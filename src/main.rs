use anyhow::{Context, Result};
use clap::{Parser, Subcommand};
use std::path::{Path, PathBuf};
use tracing_subscriber::{layer::SubscriberExt, util::SubscriberInitExt};

use bili_comments::config::Config;
use bili_comments::crawler::{
    collector_from_config, CollectionReport, CommentClient, PageMode, ResourceResolver, VideoRef,
};
use bili_comments::error::ErrorClassify;
use bili_comments::models::{Progress, SortOrder};
use bili_comments::storage::{JsonWriter, OutputFormat};
use bili_comments::utils::{single_line, truncate_text};

#[derive(Parser)]
#[command(
    name = "bili-comments",
    version,
    about = "Collect the comment thread of a Bilibili video",
    long_about = None
)]
struct Cli {
    #[command(subcommand)]
    command: Commands,

    /// Enable verbose logging
    #[arg(short, long, global = true)]
    verbose: bool,

    /// Log format (text, json); defaults to the configured format
    #[arg(long, global = true)]
    log_format: Option<String>,

    /// TOML configuration file (environment variables are used otherwise)
    #[arg(short, long, global = true)]
    config: Option<PathBuf>,
}

#[derive(Subcommand)]
enum Commands {
    /// Collect comments of a video
    Collect {
        /// Video URL, BV id or av id
        input: String,

        /// Maximum number of pages to fetch
        #[arg(short, long, conflicts_with = "all")]
        pages: Option<u32>,

        /// Fetch every available page
        #[arg(long, default_value = "false")]
        all: bool,

        /// Sort order (time, likes, replies)
        #[arg(short, long)]
        sort: Option<String>,

        /// Output file path (.json report or .jsonl records)
        #[arg(short, long)]
        output: Option<PathBuf>,

        /// Write records as JSON lines regardless of extension
        #[arg(long, default_value = "false")]
        jsonl: bool,
    },

    /// Show the id and title of a video
    Info {
        /// Video URL, BV id or av id
        input: String,
    },
}

#[tokio::main]
async fn main() -> Result<()> {
    let cli = Cli::parse();

    let config = load_config(cli.config.as_deref())?;

    // Initialize tracing/logging
    let log_format = cli
        .log_format
        .clone()
        .unwrap_or_else(|| config.logging.format.clone());
    setup_tracing(&log_format, &config.logging.level, cli.verbose)?;

    match cli.command {
        Commands::Collect {
            input,
            pages,
            all,
            sort,
            output,
            jsonl,
        } => {
            tracing::info!(
                input = %input,
                pages = ?pages,
                all = %all,
                sort = ?sort,
                output = ?output,
                "Starting collect command"
            );
            collect(config, input, pages, all, sort, output, jsonl).await?;
        }

        Commands::Info { input } => {
            tracing::info!(input = %input, "Starting info command");
            info(config, input).await?;
        }
    }

    Ok(())
}

fn load_config(path: Option<&Path>) -> Result<Config> {
    match path {
        Some(path) => Config::from_file(path)
            .with_context(|| format!("Failed to load config from {}", path.display())),
        None => Config::from_env().context("Failed to load config from environment"),
    }
}

fn setup_tracing(format: &str, level: &str, verbose: bool) -> Result<()> {
    let env_filter = if verbose {
        tracing_subscriber::EnvFilter::new("bili_comments=debug,info")
    } else {
        tracing_subscriber::EnvFilter::try_new(format!("bili_comments={level},warn"))
            .context("Invalid log level")?
    };

    match format {
        "json" => {
            tracing_subscriber::registry()
                .with(env_filter)
                .with(tracing_subscriber::fmt::layer().json())
                .init();
        }
        _ => {
            tracing_subscriber::registry()
                .with(env_filter)
                .with(tracing_subscriber::fmt::layer().pretty())
                .init();
        }
    }

    Ok(())
}

async fn collect(
    mut config: Config,
    input: String,
    pages: Option<u32>,
    all: bool,
    sort: Option<String>,
    output: Option<PathBuf>,
    jsonl: bool,
) -> Result<()> {
    if let Some(sort) = sort {
        config.collector.sort =
            SortOrder::parse(&sort).with_context(|| format!("Unknown sort order: {sort}"))?;
    }

    let mode = if all {
        PageMode::All
    } else {
        PageMode::Bounded(pages.unwrap_or(config.collector.default_pages))
    };

    let credential = config.credential();
    let collector = collector_from_config(&config).context("Failed to create collector")?;

    let report_progress =
        |progress: &Progress| println!("{progress} ({:.0}%)", progress.ratio() * 100.0);
    let report = match collector
        .collect(&input, mode, credential.as_ref(), &report_progress)
        .await
    {
        Ok(report) => report,
        Err(e) => {
            tracing::error!(
                category = e.category().as_str(),
                recoverable = e.is_recoverable(),
                error = %e,
                "Collection failed"
            );
            if e.is_recoverable() {
                eprintln!("The failure looks temporary; try again later.");
            }
            return Err(e.into());
        }
    };

    print_summary(&report);

    match output {
        Some(path) => {
            let mut writer = JsonWriter::new(&path);
            if jsonl {
                writer = writer.with_format(OutputFormat::JsonLines);
            }
            let written = writer
                .write(&report)
                .with_context(|| format!("Failed to write {}", path.display()))?;
            println!("Saved {written} records to {}", path.display());
        }
        None => print_records(&report),
    }

    Ok(())
}

async fn info(config: Config, input: String) -> Result<()> {
    let video = VideoRef::parse(&input)?;
    let client = CommentClient::from_config(&config).context("Failed to create client")?;
    let credential = config.credential();

    let resource = client.resolve(&video, credential.as_ref()).await?;

    println!("Title: {}", resource.title);
    println!("  BV id: {}", resource.bvid);
    println!("  av id: {}", resource.id);
    Ok(())
}

fn print_summary(report: &CollectionReport) {
    print!("{}", format_summary(report));
}

fn format_summary(report: &CollectionReport) -> String {
    let stats = &report.stats;
    let mut lines = vec![
        format!("\n{}", report.title),
        format!(
            "  Records: {} ({} comments, {} nested replies)",
            report.len(),
            stats.top_level,
            stats.nested_replies
        ),
    ];

    if let Some(level) = report.average_author_level() {
        lines.push(format!("  Average user level: {level:.2}"));
    }

    lines.push(format!(
        "  Pages: {} planned of {} available ({} ok, {} empty, {} failed, {} skipped)",
        report.plan.target_pages,
        report.plan.available_pages,
        stats.succeeded_pages.len(),
        stats.empty_pages.len(),
        stats.failed_pages.len(),
        stats.skipped_pages.len()
    ));

    if !stats.is_complete() {
        lines.push(format!("  Incomplete: failed pages {:?}", stats.failed_pages));
    }

    if report.is_empty() {
        lines.push(
            "  No comments were returned. The thread may be empty, or the request was \
             blocked by risk control; try again later or with a SESSDATA cookie."
                .to_string(),
        );
    }

    let mut summary = lines.join("\n");
    summary.push('\n');
    summary
}

fn print_records(report: &CollectionReport) {
    for record in &report.records {
        println!(
            "{}  {:<16} likes={:<6} replies={:<4} {}",
            record.formatted_time(),
            truncate_text(&record.author, 16),
            record.likes,
            record.reply_count,
            truncate_text(&single_line(&record.content), 80)
        );
    }
}

#[cfg(test)]
mod tests {
    use super::*;
    use bili_comments::crawler::{CollectStats, PaginationPlan};
    use bili_comments::models::CommentRecord;
    use chrono::{TimeZone, Utc};

    fn record(id: &str, level: Option<u8>) -> CommentRecord {
        CommentRecord {
            comment_id: id.to_string(),
            author: format!("user{id}"),
            author_sex: None,
            author_level: level,
            content: "hello".to_string(),
            likes: 1,
            posted_at: Utc.timestamp_opt(1_700_000_000, 0).unwrap(),
            reply_count: 0,
            floor: None,
            is_nested_reply: false,
        }
    }

    fn report(records: Vec<CommentRecord>) -> CollectionReport {
        CollectionReport {
            title: "demo".to_string(),
            resource_id: 1,
            bvid: "BV17x411w7KC".to_string(),
            plan: PaginationPlan {
                total_count: records.len() as u64,
                available_pages: 1,
                target_pages: 1,
            },
            stats: CollectStats {
                succeeded_pages: vec![1],
                top_level: records.len(),
                ..Default::default()
            },
            records,
        }
    }

    #[test]
    fn test_summary_shows_average_level() {
        let summary = format_summary(&report(vec![record("1", Some(5)), record("2", Some(2))]));

        assert!(summary.contains("Records: 2"));
        assert!(summary.contains("Average user level: 3.50"));
        assert!(!summary.contains("No comments were returned"));
    }

    #[test]
    fn test_summary_warns_on_empty_result() {
        let summary = format_summary(&report(vec![]));

        assert!(summary.contains("Records: 0"));
        assert!(summary.contains("No comments were returned"));
        assert!(summary.contains("risk control"));
        assert!(!summary.contains("Average user level"));
    }
}
//! Video identifier extraction
//!
//! Accepts what a user pastes: a bare `BV…` id, an `av…` id, or a full video
//! URL containing either. Short links (`b23.tv`) need a redirect and are not
//! handled here.

use regex::Regex;
use std::fmt;
use std::sync::LazyLock;
use url::Url;

use crate::utils::error::ParseError;

/// BV ids are "BV" followed by exactly ten base58-ish characters
static BVID_REGEX: LazyLock<Regex> =
    LazyLock::new(|| Regex::new(r"(BV[a-zA-Z0-9]{10})").unwrap());

static AID_REGEX: LazyLock<Regex> =
    LazyLock::new(|| Regex::new(r"(?i)(?:^|[^a-z0-9])av(\d+)").unwrap());

/// Reference to a video as given by the user
#[derive(Debug, Clone, PartialEq, Eq, Hash)]
pub enum VideoRef {
    Bvid(String),
    Aid(u64),
}

impl VideoRef {
    /// Parse a user-supplied identifier
    ///
    /// # Example
    /// ```
    /// use bili_comments::crawler::url::VideoRef;
    ///
    /// let video = VideoRef::parse("https://www.bilibili.com/video/BV1GJ411x7h7/?p=1").unwrap();
    /// assert_eq!(video, VideoRef::Bvid("BV1GJ411x7h7".to_string()));
    /// ```
    pub fn parse(input: &str) -> Result<Self, ParseError> {
        let trimmed = input.trim();

        if let Some(captures) = BVID_REGEX.captures(trimmed) {
            if let Some(m) = captures.get(1) {
                return Ok(Self::Bvid(m.as_str().to_string()));
            }
        }

        // `?aid=` on player and embed URLs
        if let Ok(parsed) = Url::parse(trimmed) {
            let aid = parsed
                .query_pairs()
                .filter(|(key, _)| key == "aid" || key == "oid")
                .find_map(|(_, value)| value.parse::<u64>().ok());
            if let Some(aid) = aid {
                return Ok(Self::Aid(aid));
            }
        }

        if let Some(captures) = AID_REGEX.captures(trimmed) {
            if let Some(aid) = captures.get(1).and_then(|m| m.as_str().parse::<u64>().ok()) {
                return Ok(Self::Aid(aid));
            }
        }

        Err(ParseError::InvalidIdentifier(trimmed.to_string()))
    }

    /// Query parameter pair for the video info endpoint
    pub fn query_pair(&self) -> (&'static str, String) {
        match self {
            Self::Bvid(bvid) => ("bvid", bvid.clone()),
            Self::Aid(aid) => ("aid", aid.to_string()),
        }
    }
}

impl fmt::Display for VideoRef {
    fn fmt(&self, f: &mut fmt::Formatter<'_>) -> fmt::Result {
        match self {
            Self::Bvid(bvid) => write!(f, "{bvid}"),
            Self::Aid(aid) => write!(f, "av{aid}"),
        }
    }
}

--- --- ---

# [What is required]
Lines from the start of the material through the line containing "comments of a video" are wanted. Write them out exactly.

# [Task answer]
filename src/main.rs
use anyhow::{Context, Result};
use clap::{Parser, Subcommand};
use std::path::{Path, PathBuf};
use tracing_subscriber::{layer::SubscriberExt, util::SubscriberInitExt};

use bili_comments::config::Config;
use bili_comments::crawler::{
    collector_from_config, CollectionReport, CommentClient, PageMode, ResourceResolver, VideoRef,
};
use bili_comments::error::ErrorClassify;
use bili_comments::models::{Progress, SortOrder};
use bili_comments::storage::{JsonWriter, OutputFormat};
use bili_comments::utils::{single_line, truncate_text};

#[derive(Parser)]
#[command(
    name = "bili-comments",
    version,
    about = "Collect the comment thread of a Bilibili video",
    long_about = None
)]
struct Cli {
    #[command(subcommand)]
    command: Commands,

    /// Enable verbose logging
    #[arg(short, long, global = true)]
    verbose: bool,

    /// Log format (text, json); defaults to the configured format
    #[arg(long, global = true)]
    log_format: Option<String>,

    /// TOML configuration file (environment variables are used otherwise)
    #[arg(short, long, global = true)]
    config: Option<PathBuf>,
}

#[derive(Subcommand)]
enum Commands {
    /// Collect comments of a video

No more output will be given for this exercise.